- _Brief_: Look through the data that follows and copy each line with the string "impl".

- _Input data_:

//! Tree-sitter parsing wrapper.
//!
//! Tree-sitter always produces a tree, recovering from errors with ERROR and
//! MISSING nodes. Spans inside a recovered region cannot be trusted for text
//! edits, so callers inspect [`ParseResult::errors`] and reject such files
//! before lowering.

use std::ops::Range;

use crate::error::SyntaxError;
use crate::language::SupportedLanguage;
use crate::position::point_to_one_based;

const COMMENT_KIND: &str = "comment";

/// A parsed tree together with the text it was parsed from.
#[derive(Debug)]
pub(crate) struct ParseResult {
    tree: tree_sitter::Tree,
    source: String,
    language: SupportedLanguage,
}

impl ParseResult {
    /// Returns the text covered by `node`.
    pub(crate) fn text_of(&self, node: tree_sitter::Node<'_>) -> &str {
        self.source.get(node.byte_range()).unwrap_or_default()
    }

    pub(crate) const fn language(&self) -> SupportedLanguage {
        self.language
    }

    pub(crate) fn root_node(&self) -> tree_sitter::Node<'_> {
        self.tree.root_node()
    }

    /// Collects every ERROR and MISSING node in source order.
    pub(crate) fn errors(&self) -> Vec<SyntaxErrorInfo> {
        let mut errors = Vec::new();
        collect_error_nodes(self.tree.root_node(), &mut errors);
        errors
    }

    /// Byte ranges of all comments, in source order.
    pub(crate) fn comment_ranges(&self) -> Vec<Range<usize>> {
        let mut ranges = Vec::new();
        collect_comments(self.tree.root_node(), &mut ranges);
        ranges
    }
}

/// Where and why the parser gave up on part of the source.
#[derive(Debug, Clone, PartialEq, Eq)]
pub(crate) struct SyntaxErrorInfo {
    /// One-based line of the first byte.
    pub(crate) line: u32,
    /// One-based column of the first byte.
    pub(crate) column: u32,
    pub(crate) message: String,
}

impl SyntaxErrorInfo {
    fn from_node(node: tree_sitter::Node<'_>) -> Self {
        let position = point_to_one_based(node.start_position());
        let message = if node.is_missing() {
            format!("missing {}", node.kind())
        } else {
            "syntax error".to_owned()
        };
        Self {
            line: position.line,
            column: position.column,
            message,
        }
    }
}

/// Tree-sitter parser configured for one dialect.
pub(crate) struct Parser {
    inner: tree_sitter::Parser,
    language: SupportedLanguage,
}

impl Parser {
    /// Creates a parser for `language`.
    pub(crate) fn new(language: SupportedLanguage) -> Result<Self, SyntaxError> {
        let mut inner = tree_sitter::Parser::new();
        inner
            .set_language(&language.tree_sitter_language())
            .map_err(|e| SyntaxError::parser_init(language, e.to_string()))?;

        Ok(Self { inner, language })
    }

    /// Parses `source`. Recovered syntax errors are reported through
    /// [`ParseResult::errors`], not as an `Err`.
    pub(crate) fn parse(&mut self, source: &str) -> Result<ParseResult, SyntaxError> {
        let tree = self
            .inner
            .parse(source, None)
            .ok_or_else(|| SyntaxError::parse(self.language, "parsing failed"))?;

        Ok(ParseResult {
            tree,
            source: source.to_owned(),
            language: self.language,
        })
    }
}

fn collect_error_nodes(node: tree_sitter::Node<'_>, errors: &mut Vec<SyntaxErrorInfo>) {
    if node.is_error() || node.is_missing() {
        errors.push(SyntaxErrorInfo::from_node(node));
    }

    let mut cursor = node.walk();
    for child in node.children(&mut cursor) {
        collect_error_nodes(child, errors);
    }
}

fn collect_comments(node: tree_sitter::Node<'_>, ranges: &mut Vec<Range<usize>>) {
    if node.kind() == COMMENT_KIND {
        ranges.push(node.byte_range());
        return;
    }

    let mut cursor = node.walk();
    for child in node.children(&mut cursor) {
        collect_comments(child, ranges);
    }
}

#[cfg(test)]
mod tests {
    use super::*;
    use rstest::rstest;

    fn parse(language: SupportedLanguage, source: &str) -> ParseResult {
        Parser::new(language)
            .expect("parser init")
            .parse(source)
            .expect("parse")
    }

    #[rstest]
    #[case(SupportedLanguage::C, "int main(void) { return 0; }")]
    #[case(SupportedLanguage::C, "void f(int n) { for (int i = 0; i < n; i++) g(i); }")]
    #[case(
        SupportedLanguage::Cpp,
        "namespace a { struct S { int get() const { return 1; } }; }"
    )]
    fn parser_parses_valid_source(#[case] language: SupportedLanguage, #[case] source: &str) {
        let result = parse(language, source);

        assert!(result.errors().is_empty());
        assert_eq!(result.language(), language);
    }

    #[rstest]
    #[case(SupportedLanguage::C, "int broken( {")]
    #[case(SupportedLanguage::C, "void f() { if (x) }")]
    #[case(SupportedLanguage::Cpp, "class A { void f( };")]
    fn parser_detects_syntax_errors(#[case] language: SupportedLanguage, #[case] source: &str) {
        assert!(!parse(language, source).errors().is_empty());
    }

    #[test]
    fn syntax_error_info_has_line_and_column() {
        let result = parse(SupportedLanguage::C, "void f(void) {\n    int x = ;\n}");

        let errors = result.errors();
        let first_error = errors.first().expect("has error");
        assert_eq!(first_error.line, 2);
        assert!(first_error.column >= 1);
        assert!(!first_error.message.is_empty());
    }

    #[test]
    fn text_of_returns_node_text() {
        let result = parse(SupportedLanguage::C, "int x;");
        assert_eq!(result.text_of(result.root_node()), "int x;");
    }

    #[rstest]
    #[case(SupportedLanguage::C)]
    #[case(SupportedLanguage::Cpp)]
    fn comments_are_collected_in_order(#[case] language: SupportedLanguage) {
        let source = "/* head */\nvoid f(int c) {\n  if (c) // why\n    g();\n}\n";
        let result = parse(language, source);
        let comments: Vec<&str> = result
            .comment_ranges()
            .into_iter()
            .filter_map(|range| source.get(range))
            .collect();
        assert_eq!(comments, ["/* head */", "// why"]);
    }
}
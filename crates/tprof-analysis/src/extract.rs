//! Structural fact extraction: loop ranges and direct call sites.

use std::fmt;

use tprof_syntax::Stmt;

use crate::classify::{Classified, classify};
use crate::driver::{FunctionPass, FunctionUnit};
use crate::error::AnalysisError;
use crate::walk::walk;

/// One structural observation within a function.
#[derive(Debug, Clone, PartialEq, Eq)]
pub enum Fact {
    /// A loop statement spanning the given lines.
    Loop {
        /// Line of the loop's first token.
        start_line: u32,
        /// Line of the loop's last token.
        end_line: u32,
    },
    /// A call to a statically named function.
    Call {
        /// Unqualified name of the callee.
        callee: String,
        /// Line of the call's first token.
        start_line: u32,
        /// Line of the call's last token.
        end_line: u32,
    },
}

impl fmt::Display for Fact {
    fn fmt(&self, f: &mut fmt::Formatter<'_>) -> fmt::Result {
        match self {
            Self::Loop {
                start_line,
                end_line,
            } => write!(f, "LOOP LOOP {start_line} {end_line}"),
            Self::Call {
                callee,
                start_line,
                end_line,
            } => write!(f, "CALL {callee} {start_line} {end_line}"),
        }
    }
}

/// The facts gathered for one function.
///
/// The [`Display`](fmt::Display) rendering is the record file format: the
/// identifier, the source file name, one line per fact and a closing blank
/// line.
#[derive(Debug, Clone, PartialEq, Eq)]
pub struct FunctionRecord {
    identifier: String,
    source_file: String,
    facts: Vec<Fact>,
}

impl FunctionRecord {
    /// Creates a record.
    #[must_use]
    pub const fn new(identifier: String, source_file: String, facts: Vec<Fact>) -> Self {
        Self {
            identifier,
            source_file,
            facts,
        }
    }

    /// Stable identifier of the function.
    #[must_use]
    pub fn identifier(&self) -> &str {
        &self.identifier
    }

    /// Name of the file the function was found in.
    #[must_use]
    pub fn source_file(&self) -> &str {
        &self.source_file
    }

    /// Facts in source pre-order.
    #[must_use]
    pub fn facts(&self) -> &[Fact] {
        &self.facts
    }
}

impl fmt::Display for FunctionRecord {
    fn fmt(&self, f: &mut fmt::Formatter<'_>) -> fmt::Result {
        writeln!(f, "{}", self.identifier)?;
        writeln!(f, "{}", self.source_file)?;
        for fact in &self.facts {
            writeln!(f, "{fact}")?;
        }
        writeln!(f)
    }
}

/// Emits a [`FunctionRecord`] per function.
#[derive(Debug, Clone, Copy, Default)]
pub struct StructuralExtractor;

impl StructuralExtractor {
    /// Collects the facts below `body` in pre-order.
    #[must_use]
    pub fn facts(unit: &FunctionUnit<'_>, body: &Stmt) -> Vec<Fact> {
        let mut facts = Vec::new();
        walk(body, &mut |node, _depth| {
            let span = node.span();
            let start_line = unit.line_of(span.start());
            let end_line = unit.line_of(span.end());
            match classify(node) {
                Classified::Loop { .. } => facts.push(Fact::Loop {
                    start_line,
                    end_line,
                }),
                Classified::Call {
                    callee: Some(callee),
                } => facts.push(Fact::Call {
                    callee: callee.to_owned(),
                    start_line,
                    end_line,
                }),
                Classified::Call { callee: None }
                | Classified::Conditional { .. }
                | Classified::Other => {}
            }
        });
        facts
    }
}

impl FunctionPass for StructuralExtractor {
    type Output = FunctionRecord;

    fn run(&mut self, unit: &FunctionUnit<'_>) -> Result<Self::Output, AnalysisError> {
        Ok(FunctionRecord::new(
            unit.identifier().to_owned(),
            unit.file().name().to_owned(),
            Self::facts(unit, unit.body()),
        ))
    }
}
//! Crate-level tests for `tprof-cli`.

mod support;
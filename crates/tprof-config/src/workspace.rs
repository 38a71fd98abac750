//! Resolution of the directory that receives per-function fact records.

use std::io;
use std::path::PathBuf;

use camino::Utf8PathBuf;

use crate::error::ConfigError;

/// Where the workspace directory came from.
#[derive(Debug, Clone, Copy, PartialEq, Eq)]
pub enum WorkspaceSource {
    /// The `--workspace` flag or the workspace environment variable.
    Configured,
    /// The process's working directory, used when the setting is unset or
    /// empty.
    CurrentDirectory,
}

/// The resolved workspace directory.
#[derive(Debug, Clone, PartialEq, Eq)]
pub struct Workspace {
    path: Utf8PathBuf,
    source: WorkspaceSource,
}

impl Workspace {
    /// Creates a workspace rooted at `path`.
    #[must_use]
    pub const fn new(path: Utf8PathBuf, source: WorkspaceSource) -> Self {
        Self { path, source }
    }

    /// Resolves the workspace from the configured directory, falling back to
    /// `current_dir` when it is unset or empty.
    ///
    /// # Errors
    ///
    /// Returns [`ConfigError::CurrentDirectory`] when the working directory
    /// cannot be determined and [`ConfigError::NonUtf8Workspace`] when it is
    /// not valid UTF-8.
    pub fn resolve(
        configured: Option<Utf8PathBuf>,
        current_dir: impl FnOnce() -> io::Result<PathBuf>,
    ) -> Result<Self, ConfigError> {
        if let Some(path) = configured.filter(|path| !path.as_str().is_empty()) {
            return Ok(Self::new(path, WorkspaceSource::Configured));
        }
        let cwd = current_dir().map_err(ConfigError::CurrentDirectory)?;
        let path = Utf8PathBuf::from_path_buf(cwd)
            .map_err(|path| ConfigError::NonUtf8Workspace { path })?;
        Ok(Self::new(path, WorkspaceSource::CurrentDirectory))
    }

    /// The workspace directory.
    #[must_use]
    pub const fn path(&self) -> &Utf8PathBuf {
        &self.path
    }

    /// Where the directory came from.
    #[must_use]
    pub const fn source(&self) -> WorkspaceSource {
        self.source
    }

    /// Whether the working directory was substituted for a missing
    /// setting.
    #[must_use]
    pub const fn is_fallback(&self) -> bool {
        matches!(self.source, WorkspaceSource::CurrentDirectory)
    }
}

- _Finished task_:
impl ParseResult {
impl SyntaxErrorInfo {
impl Parser {
impl fmt::Display for Fact {
impl FunctionRecord {
impl fmt::Display for FunctionRecord {
impl StructuralExtractor {
impl FunctionPass for StructuralExtractor {
impl Workspace {
        current_dir: impl FnOnce() -> io::Result<PathBuf>,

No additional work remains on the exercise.